Another inoffensive episode of ER has come and gone. Wasn’t bad, but won’t leave a mark for long. At least this episode had a common theme that ran through almost all of the storylines family.
The ending of the episode could have been a touching, warm family scene. However, it was ruined as it was telegraphed from the beginning of the episode. As soon as Gates was on the phone with the clinic, complaining that the results never arrived, it was obvious that they were delivered but hidden by Sarah. The only real question remaining was whether she’s hiding the envelope because she’s too scared to open it and find the results or whether she already knows the results (Which can’t be good, otherwise she wouldn’t hide them). It was also obvious that Tony’s dad was gonna mess up, since we haven’t seen him in a long time and that kind of character usually only shows up to cause trouble. The ending, with Tony sending away his dad, a “real” relative, but contemplating keeping Sarah, who isn’t, could have been really good if it wasn’t that expected. But still, it wasn’t badly done (Despite the fact that I wouldn’t mind seeing them all go away).

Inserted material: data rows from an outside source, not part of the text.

//! Weak reference resolution and verification across tables.

use datasheet_core::container::Container;
use datasheet_core::diag::{Diagnostics, ProblemKind};
use datasheet_core::import::GridImporter;
use datasheet_core::record::Record;
use datasheet_core::test_utils::fixtures;
use datasheet_core::value::RefValue;
use datasheet_core::verify::VerifierRegistry;
use datasheet_csv::CsvSource;

fn load_refs(tests: &str, refers: &str) -> (Container, Diagnostics) {
    let mut source = CsvSource::new();
    source.insert("Tests", tests);
    source.insert("Refers", refers);
    let mut container = fixtures::container();
    let mut diag = Diagnostics::new();
    container.load(&GridImporter::new(source), &mut diag);
    container.post_load();
    (container, diag)
}

fn refer_of<'a>(container: &'a Container, key: &str, column: &str) -> &'a RefValue {
    let refers = container.table_by_name("Refers").unwrap();
    let schema = container
        .schema(container.table_id("Refers").unwrap())
        .unwrap();
    let record = refers.get(key).unwrap();
    schema
        .enumerate_body(record)
        .into_iter()
        .find(|(path, _)| path == column)
        .and_then(|(_, value)| value.as_ref_value())
        .unwrap()
}

#[test]
fn references_resolve_to_record_handles() {
    let (container, diag) = load_refs(
        "Id,Content\nAlpha,x\nBravo,y\n",
        "Id,ReferColumn,ReferList:1,ReferList:2\nR1,Alpha,Alpha,Bravo\n",
    );
    diag.assert_no_errors();

    let refer = refer_of(&container, "R1", "ReferColumn");
    let target: Record = container.record(refer.target.unwrap()).unwrap().clone();
    assert_eq!(target.key(), "Alpha");

    assert_eq!(
        container
            .record(refer_of(&container, "R1", "ReferList:2").target.unwrap())
            .unwrap()
            .key(),
        "Bravo"
    );
}

#[test]
fn self_references_resolve_within_the_table() {
    let (container, diag) = load_refs(
        "Id,Content\nAlpha,x\n",
        "Id,SelfReferColumn\nR1,R2\nR2,R1\n",
    );
    diag.assert_no_errors();

    let refer = refer_of(&container, "R1", "SelfReferColumn");
    assert_eq!(container.record(refer.target.unwrap()).unwrap().key(), "R2");
    let back = refer_of(&container, "R2", "SelfReferColumn");
    assert_eq!(container.record(back.target.unwrap()).unwrap().key(), "R1");
}

#[test]
fn a_record_can_reference_itself() {
    let (mut container, diag) = load_refs(
        "Id,Content\nAlpha,x\n",
        "Id,SelfReferColumn\nRefer,Refer\n",
    );
    diag.assert_no_errors();

    // The key equals the record's own key, so the handle points back at it.
    let handle = refer_of(&container, "Refer", "SelfReferColumn")
        .target
        .unwrap();
    assert_eq!(container.record(handle).unwrap().key(), "Refer");
    let refers = container.table_by_name("Refers").unwrap();
    assert_eq!(handle.index as usize, refers.position("Refer").unwrap());

    let mut diag = Diagnostics::new();
    container.verify(&VerifierRegistry::new(), &mut diag);
    diag.assert_no_errors();
}

#[test]
fn element_references_resolve_like_body_ones() {
    let (container, diag) = load_refs(
        "Id,Content\nAlpha,x\nBravo,y\n",
        "Id,NestedReferColumn\nR1,Alpha\n,Bravo\n",
    );
    diag.assert_no_errors();

    let refers = container.table_by_name("Refers").unwrap();
    let schema = container
        .schema(container.table_id("Refers").unwrap())
        .unwrap();
    let record = refers.get("R1").unwrap();
    assert_eq!(record.element_count(), 2);
    let second = schema.enumerate_element(&record.elements()[1]);
    let refer = second[0].1.as_ref_value().unwrap();
    assert_eq!(
        container.record(refer.target.unwrap()).unwrap().key(),
        "Bravo"
    );
}

#[test]
fn dangling_references_stay_silent_until_verify() {
    let (mut container, diag) = load_refs(
        "Id,Content\nAlpha,x\n",
        "Id,ReferColumn\nR1,Missing\n",
    );
    // Loading and resolving report nothing.
    diag.assert_no_errors();
    assert!(refer_of(&container, "R1", "ReferColumn").target.is_none());

    let mut diag = Diagnostics::new();
    container.verify(&VerifierRegistry::new(), &mut diag);
    assert_eq!(diag.error_count(), 1);
    let event = diag.errors().next().unwrap();
    assert_eq!(event.kind, ProblemKind::UnresolvedReference);
    assert_eq!(event.scope.table.as_deref(), Some("Refers"));
    assert_eq!(event.scope.record.as_deref(), Some("R1"));
    assert_eq!(event.scope.column.as_deref(), Some("ReferColumn"));
}

#[test]
fn empty_reference_cells_are_not_references() {
    let (mut container, diag) = load_refs(
        "Id,Content\nAlpha,x\n",
        "Id,ReferColumn,SelfReferColumn\nR1,Alpha,\n",
    );
    diag.assert_no_errors();

    let mut diag = Diagnostics::new();
    container.verify(&VerifierRegistry::new(), &mut diag);
    diag.assert_no_errors();
}

#[test]
fn reloading_invalidates_previous_handles() {
    let (mut container, diag) = load_refs(
        "Id,Content\nAlpha,x\nBravo,y\n",
        "Id,ReferColumn\nR1,Bravo\n",
    );
    diag.assert_no_errors();
    let old = refer_of(&container, "R1", "ReferColumn").target.unwrap();
    assert_eq!(container.record(old).unwrap().key(), "Bravo");

    // Bravo moves to position zero in the next source state.
    let mut source = CsvSource::new();
    source.insert("Tests", "Id,Content\nBravo,y\n");
    source.insert("Refers", "Id,ReferColumn\nR1,Bravo\n");
    let mut diag = Diagnostics::new();
    container.load(&GridImporter::new(source), &mut diag);
    container.post_load();
    diag.assert_no_errors();

    let fresh = refer_of(&container, "R1", "ReferColumn").target.unwrap();
    assert_ne!(old, fresh);
    assert_eq!(container.record(fresh).unwrap().key(), "Bravo");
}
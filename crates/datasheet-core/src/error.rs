//! Error types for the mapping engine and its page boundary.
//!
//! Per-cell and per-row failures are recovered locally and reported through
//! [`crate::diag::Diagnostics`]; only a page-level failure or a header
//! mismatch may abort a single table's import, and nothing aborts the whole
//! container load.

use std::path::PathBuf;

/// A problem detected while mapping between grids and records.
#[derive(Debug, thiserror::Error)]
pub enum TableError {
    /// The first header cell does not name the key column.
    #[error("first header column must be named \"{expected}\", found \"{found}\"")]
    SchemaMismatch {
        expected: &'static str,
        found: String,
    },

    /// A cell's text cannot become the target leaf type.
    #[error("cannot convert \"{text}\" to {kind}")]
    Conversion { text: String, kind: String },

    /// A column path does not address any leaf of the record type.
    #[error("no column \"{path}\" in this record type")]
    UnknownColumn { path: String },

    /// A second record with an already-used key. The first record wins.
    #[error("already has row with key \"{key}\"")]
    DuplicateKey { key: String },

    /// The underlying source is not structured tabular data at all.
    /// Treated as "zero rows found"; the table ends up absent.
    #[error("source for \"{sheet}\" is not tabular data")]
    MalformedSource { sheet: String },

    /// A non-empty reference key that matched nothing in its target table.
    /// Only surfaced by the verification pass, never by resolution.
    #[error("unresolved reference \"{key}\" into table \"{target}\"")]
    UnresolvedReference { key: String, target: String },

    /// A host verification hook rejected a leaf value.
    #[error("{0}")]
    Verification(String),

    /// A page-level failure from the source/sink collaborator.
    #[error(transparent)]
    Page(#[from] PageError),
}

/// A failure at the page source/sink boundary.
#[derive(Debug, thiserror::Error)]
pub enum PageError {
    /// The page content could not be framed at all.
    #[error("unreadable page: {detail}")]
    Parse { detail: String },

    /// An I/O error while reading or writing page data.
    #[error("i/o error on {}: {source}", path.display())]
    Io {
        path: PathBuf,
        #[source]
        source: std::io::Error,
    },
}

/// A failure while fixing the table set of a container.
#[derive(Debug, thiserror::Error)]
pub enum ContainerError {
    #[error("duplicate table name \"{0}\"")]
    DuplicateTable(String),

    /// A reference field targets a table the container does not hold.
    #[error("reference at \"{table}.{path}\" targets unknown table \"{target}\"")]
    UnknownRefTarget {
        table: String,
        path: String,
        target: String,
    },
}
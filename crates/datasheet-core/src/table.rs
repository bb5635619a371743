//! Keyed record storage.

use std::collections::HashMap;

use crate::error::TableError;
use crate::record::Record;

/// One loaded table: records in source order plus a key index. Keys are
/// unique; insertion order is the order records enumerate and export in.
#[derive(Debug, Default)]
pub struct Table {
    name: String,
    rows: Vec<Record>,
    index: HashMap<String, usize>,
}

impl Table {
    pub fn new(name: impl Into<String>) -> Self {
        Table {
            name: name.into(),
            rows: Vec::new(),
            index: HashMap::new(),
        }
    }

    pub fn name(&self) -> &str {
        &self.name
    }

    /// Insert a record at the end. The first record with a given key wins;
    /// a second insert with the same key is rejected.
    pub fn insert(&mut self, record: Record) -> Result<(), TableError> {
        if self.index.contains_key(record.key()) {
            return Err(TableError::DuplicateKey {
                key: record.key().to_string(),
            });
        }
        self.index.insert(record.key().to_string(), self.rows.len());
        self.rows.push(record);
        Ok(())
    }

    pub fn get(&self, key: &str) -> Option<&Record> {
        self.index.get(key).map(|&i| &self.rows[i])
    }

    pub fn get_mut(&mut self, key: &str) -> Option<&mut Record> {
        self.index.get(key).map(|&i| &mut self.rows[i])
    }

    /// The record at an ordinal position, as addressed by resolved handles.
    pub fn at(&self, index: usize) -> Option<&Record> {
        self.rows.get(index)
    }

    pub fn position(&self, key: &str) -> Option<usize> {
        self.index.get(key).copied()
    }

    pub fn contains(&self, key: &str) -> bool {
        self.index.contains_key(key)
    }

    pub fn len(&self) -> usize {
        self.rows.len()
    }

    pub fn is_empty(&self) -> bool {
        self.rows.is_empty()
    }

    pub fn iter(&self) -> impl Iterator<Item = &Record> {
        self.rows.iter()
    }

    pub(crate) fn rows_mut(&mut self) -> &mut [Record] {
        &mut self.rows
    }

    pub(crate) fn key_index(&self) -> &HashMap<String, usize> {
        &self.index
    }
}
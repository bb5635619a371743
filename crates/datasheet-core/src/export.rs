//! Grid export: laying keyed records back out as a cell grid.
//!
//! Columns are data-driven: the union of every present leaf path across the
//! table, key column first, then first-seen order. A record occupies one
//! physical row per element (at least one); body values and the key go on the
//! record's first physical row. Data rows are padded to the full column
//! width so the grid stays rectangular.

use std::collections::{HashMap, HashSet};

use crate::config;
use crate::convert::{DefaultConverter, ValueConverter};
use crate::diag::Diagnostics;
use crate::error::PageError;
use crate::page::{PageSink, WritePage};
use crate::schema::Schema;
use crate::table::Table;

/// Consumes one table per sheet name.
pub trait SheetExporter {
    fn export(
        &mut self,
        sheet: &str,
        schema: &Schema,
        table: &Table,
        diag: &mut Diagnostics,
    ) -> Result<(), PageError>;
}

/// Exports grid pages into any [`PageSink`].
pub struct GridExporter<S> {
    sink: S,
    converter: Box<dyn ValueConverter>,
    split_header: bool,
}

impl<S: PageSink> GridExporter<S> {
    pub fn new(sink: S) -> Self {
        GridExporter {
            sink,
            converter: Box::new(DefaultConverter::utc()),
            split_header: false,
        }
    }

    /// Lay the header out as one row per path segment instead of one row of
    /// full paths. The importer reads both layouts back identically.
    pub fn split_header(mut self, split: bool) -> Self {
        self.split_header = split;
        self
    }

    pub fn with_converter(mut self, converter: Box<dyn ValueConverter>) -> Self {
        self.converter = converter;
        self
    }

    pub fn sink(&self) -> &S {
        &self.sink
    }

    pub fn into_sink(self) -> S {
        self.sink
    }
}

impl<S: PageSink> SheetExporter for GridExporter<S> {
    fn export(
        &mut self,
        sheet: &str,
        schema: &Schema,
        table: &Table,
        _diag: &mut Diagnostics,
    ) -> Result<(), PageError> {
        let columns = collect_columns(schema, table);
        let page = self.sink.create(sheet);

        let header_rows = if self.split_header {
            write_split_header(page, &columns)
        } else {
            for (col, path) in columns.iter().enumerate() {
                page.set(col, 0, path);
            }
            1
        };

        let index: HashMap<&str, usize> = columns
            .iter()
            .enumerate()
            .map(|(i, p)| (p.as_str(), i))
            .collect();

        let mut row = header_rows;
        for record in table.iter() {
            let physical = if schema.has_elements() {
                record.element_count().max(1)
            } else {
                1
            };
            let mut cells = vec![vec![String::new(); columns.len()]; physical];
            cells[0][0] = record.key().to_string();

            for (path, value) in schema.enumerate_body(record) {
                if let Some(&col) = index.get(path.as_str()) {
                    cells[0][col] = self.converter.format(value);
                }
            }
            for (e, element) in record.elements().iter().enumerate() {
                for (path, value) in schema.enumerate_element(element) {
                    if let Some(&col) = index.get(path.as_str()) {
                        cells[e][col] = self.converter.format(value);
                    }
                }
            }

            for line in &cells {
                for (col, text) in line.iter().enumerate() {
                    page.set(col, row, text);
                }
                row += 1;
            }
        }
        Ok(())
    }
}

/// The union of present leaf paths across the table, key column first, then
/// in first-seen order. A path first seen on a later record lands after every
/// earlier-seen column, so sibling dictionary keys are not necessarily
/// adjacent in the header.
fn collect_columns(schema: &Schema, table: &Table) -> Vec<String> {
    let mut columns = vec![config::KEY_COLUMN.to_string()];
    let mut seen: HashSet<String> = columns.iter().cloned().collect();

    for record in table.iter() {
        for (path, _) in schema.enumerate_body(record) {
            if seen.insert(path.clone()) {
                columns.push(path);
            }
        }
        for element in record.elements() {
            for (path, _) in schema.enumerate_element(element) {
                if seen.insert(path.clone()) {
                    columns.push(path);
                }
            }
        }
    }
    columns
}

/// Write a multi-row header. Each column prints its segments starting at the
/// first depth where it diverges from the previous column; shallower shared
/// prefixes stay blank and the importer carries them over. Returns the number
/// of header rows.
fn write_split_header(page: &mut dyn WritePage, columns: &[String]) -> usize {
    let split: Vec<Vec<&str>> = columns
        .iter()
        .map(|c| c.split(config::PATH_DELIMITER).collect())
        .collect();
    let header_rows = split.iter().map(Vec::len).max().unwrap_or(1);

    let mut prev: &[&str] = &[];
    for (col, segments) in split.iter().enumerate() {
        let mut diverged = false;
        for (row, segment) in segments.iter().enumerate() {
            if !diverged && prev.get(row) == Some(segment) {
                continue;
            }
            diverged = true;
            page.set(col, row, segment);
        }
        prev = segments;
    }
    header_rows
}

// ============================================================================
// Tests
// ============================================================================
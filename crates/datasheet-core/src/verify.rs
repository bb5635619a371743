//! Post-load verification.
//!
//! Two checks run over every loaded record: references with a non-empty key
//! must have resolved, and annotated leaves run the hook registered for their
//! annotation. Hooks are how hosts attach environment checks (does this asset
//! path exist?) without the core knowing about the environment.

use std::collections::HashMap;

use crate::container::Slot;
use crate::diag::{Diagnostics, Scope};
use crate::error::TableError;
use crate::schema::LeafKind;
use crate::value::Value;

/// A verification hook for annotated leaves.
pub trait Verifier: Send + Sync {
    /// `Err` carries the message reported against the leaf's scope.
    fn verify(&self, value: &Value) -> Result<(), String>;
}

impl<F> Verifier for F
where
    F: Fn(&Value) -> Result<(), String> + Send + Sync,
{
    fn verify(&self, value: &Value) -> Result<(), String> {
        self(value)
    }
}

/// Verification hooks keyed by field annotation.
#[derive(Default)]
pub struct VerifierRegistry {
    hooks: HashMap<String, Box<dyn Verifier>>,
}

impl VerifierRegistry {
    pub fn new() -> Self {
        Self::default()
    }

    pub fn register(&mut self, annotation: impl Into<String>, verifier: Box<dyn Verifier>) {
        self.hooks.insert(annotation.into(), verifier);
    }

    pub fn get(&self, annotation: &str) -> Option<&dyn Verifier> {
        self.hooks.get(annotation).map(Box::as_ref)
    }
}

pub(crate) fn run(slots: &[Slot], registry: &VerifierRegistry, diag: &mut Diagnostics) {
    for slot in slots {
        let Some(table) = &slot.table else {
            continue;
        };
        for record in table.iter() {
            slot.schema.visit_leaves(record, &mut |leaf| {
                let scope = || {
                    let mut scope = Scope::table(&slot.name)
                        .with_record(record.key())
                        .with_column(leaf.path.clone());
                    if let Some(element) = leaf.element {
                        scope = scope.with_element(element);
                    }
                    scope
                };

                if let LeafKind::Ref { target } = leaf.kind {
                    if let Value::Ref(reference) = leaf.value {
                        if !reference.is_empty() && reference.target.is_none() {
                            diag.error(
                                scope(),
                                &TableError::UnresolvedReference {
                                    key: reference.key.clone(),
                                    target: target.to_string(),
                                },
                            );
                        }
                    }
                }

                if let Some(annotation) = leaf.annotation {
                    if let Some(hook) = registry.get(annotation) {
                        if let Err(message) = hook.verify(leaf.value) {
                            diag.error(scope(), &TableError::Verification(message));
                        }
                    }
                }
            });
        }
    }
}
//! Reference resolution.
//!
//! Walks every reference slot in every loaded table and fills in the record
//! handle for its key, or leaves it absent when the key or the record is
//! missing. Resolution is silent: dangling keys are only reported by the
//! verification pass, so loads of partial data sets stay quiet.

use std::collections::HashMap;

use crate::container::Slot;
use crate::record::{RecordHandle, TableId};

pub(crate) fn resolve(slots: &mut [Slot], names: &HashMap<String, usize>) {
    // Key positions are snapshotted first so references into the table being
    // walked (self references included) resolve against the same state.
    let positions: Vec<Option<HashMap<String, u32>>> = slots
        .iter()
        .map(|slot| {
            slot.table.as_ref().map(|table| {
                table
                    .key_index()
                    .iter()
                    .map(|(key, &at)| (key.clone(), at as u32))
                    .collect()
            })
        })
        .collect();

    for slot in slots.iter_mut() {
        let Slot { schema, table, .. } = slot;
        let Some(table) = table.as_mut() else {
            continue;
        };
        for record in table.rows_mut() {
            schema.visit_refs_mut(record, &mut |target, reference| {
                reference.target = None;
                if reference.is_empty() {
                    return;
                }
                let Some(&slot_at) = names.get(target) else {
                    return;
                };
                let found = positions[slot_at]
                    .as_ref()
                    .and_then(|keys| keys.get(&reference.key));
                if let Some(&index) = found {
                    reference.target = Some(RecordHandle {
                        table: TableId(slot_at as u32),
                        index,
                    });
                }
            });
        }
    }
}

Gates view about family could have been influenced by the case he’s been working on with Kovac. Their patient, who died of a heart attack, was taking care of his father they each only had each other to rely on. Not only that, but the father seems to be senile. Seeing the bond between father and son possibly made him realize it’s better to hold on to the good relationship he has with Sarah rather than the crappy one with his dad.
Gates is also involved with Pratt’s family. Pratt’s brother wants to be an EMT. Even though it’s not the most “gay friendly” environment, that’s something he wants to do, before a career in plastic surgery. Pratt has no choice but ask Gates for help, as he’s “one of the guys” and can make things easier for Chaz. Gates doesn’t know yet he’s gay, and I doubt he will, considering Greg already told Chaz it’s strictly “Don’t ask don’t tell”.
One of the highlights of this week’s episode, “Family Business”, came in the form of a guest appearance by Ken Davitian. If that name doesn’t say much to you, perhaps you’ll know who he is if I call him Azamat Bagatov the character he played on last year’s hit movie Borat: Cultural Learnings of America for Make Benefit Glorious Nation of Kazakhstan. Yes, that was him, the guy who was wrestling naked in a hotel room with Sacha baron Cohen. On ER he played an Armenian florist who crashed his car in the ambulance bay, as he brings in a sick kid. It wouldn’t leave a long lasting impression, but it was nice to see him.
And the same can be said about the entire episode. It was nice, but won’t leave any long lasting impression. As I’ve said in the past, ER just isn’t exciting any more. It can have nice episodes, but not memorable ones. I can still remember episodes like “Hell and High Water” from 10 years ago, but if you ask me what happened three months ago, I’ll go blank. But I’ll still take episodes like this one, who at least aren’t bad, over some of the really boring and terrible ones we’ve seen lately.